____ Task inputs

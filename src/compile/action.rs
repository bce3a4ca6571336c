use std::ops::RangeInclusive;

use crate::types::DEFAULT_WEIGHT;
use crate::{Action, ActionSpec, RuleError, TargetReference, WeightedTargetGroup};

/// Status codes outside this range are accepted but logged.
const HTTP_STATUS_RANGE: RangeInclusive<u32> = 100..=599;

/// Weights above this are accepted but logged.
const MAX_WEIGHT: u32 = 100;

/// Resolve a caller-supplied action into its provisioning form.
///
/// A bare status code becomes a fixed response. A target list becomes a
/// forward action: with more than one target every reference must carry a
/// weight, and a lone unweighted target receives [`DEFAULT_WEIGHT`]. Target
/// order is preserved and weights are passed through unnormalized.
pub(crate) fn resolve_action(rule: &str, spec: &ActionSpec) -> Result<Action, RuleError> {
    match spec {
        ActionSpec::FixedResponse(status_code) => {
            let status_code = *status_code;
            if !HTTP_STATUS_RANGE.contains(&status_code) {
                tracing::warn!(
                    rule,
                    status_code,
                    "fixed response status code outside the HTTP range"
                );
            }
            Ok(Action::FixedResponse { status_code })
        }
        ActionSpec::Forward(targets) => resolve_forward(rule, targets),
    }
}

fn resolve_forward(rule: &str, targets: &[TargetReference]) -> Result<Action, RuleError> {
    if targets.is_empty() {
        return Err(RuleError::EmptyAction {
            rule: rule.to_owned(),
        });
    }

    let require_weight = targets.len() > 1;
    let target_groups = targets
        .iter()
        .map(|target| {
            let weight = match target.weight {
                Some(weight) => weight,
                None if require_weight => {
                    return Err(RuleError::MissingWeight {
                        rule: rule.to_owned(),
                        target: target.target.clone(),
                    });
                }
                None => DEFAULT_WEIGHT,
            };
            if weight > MAX_WEIGHT {
                tracing::warn!(
                    rule,
                    target = %target.target,
                    weight,
                    "target group weight above {}",
                    MAX_WEIGHT
                );
            }
            Ok(WeightedTargetGroup {
                target_group_identifier: target.target.clone(),
                weight,
            })
        })
        .collect::<Result<Vec<_>, _>>()?;

    Ok(Action::Forward { target_groups })
}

________

Work to complete »
Produce an exact repeat of the lines from the one containing "let target_groups = targets" through the last line of the data, and nothing more.

Answer for the task »
    let target_groups = targets
        .iter()
        .map(|target| {
            let weight = match target.weight {
                Some(weight) => weight,
                None if require_weight => {
                    return Err(RuleError::MissingWeight {
                        rule: rule.to_owned(),
                        target: target.target.clone(),
                    });
                }
                None => DEFAULT_WEIGHT,
            };
            if weight > MAX_WEIGHT {
                tracing::warn!(
                    rule,
                    target = %target.target,
                    weight,
                    "target group weight above {}",
                    MAX_WEIGHT
                );
            }
            Ok(WeightedTargetGroup {
                target_group_identifier: target.target.clone(),
                weight,
            })
        })
        .collect::<Result<Vec<_>, _>>()?;

    Ok(Action::Forward { target_groups })
}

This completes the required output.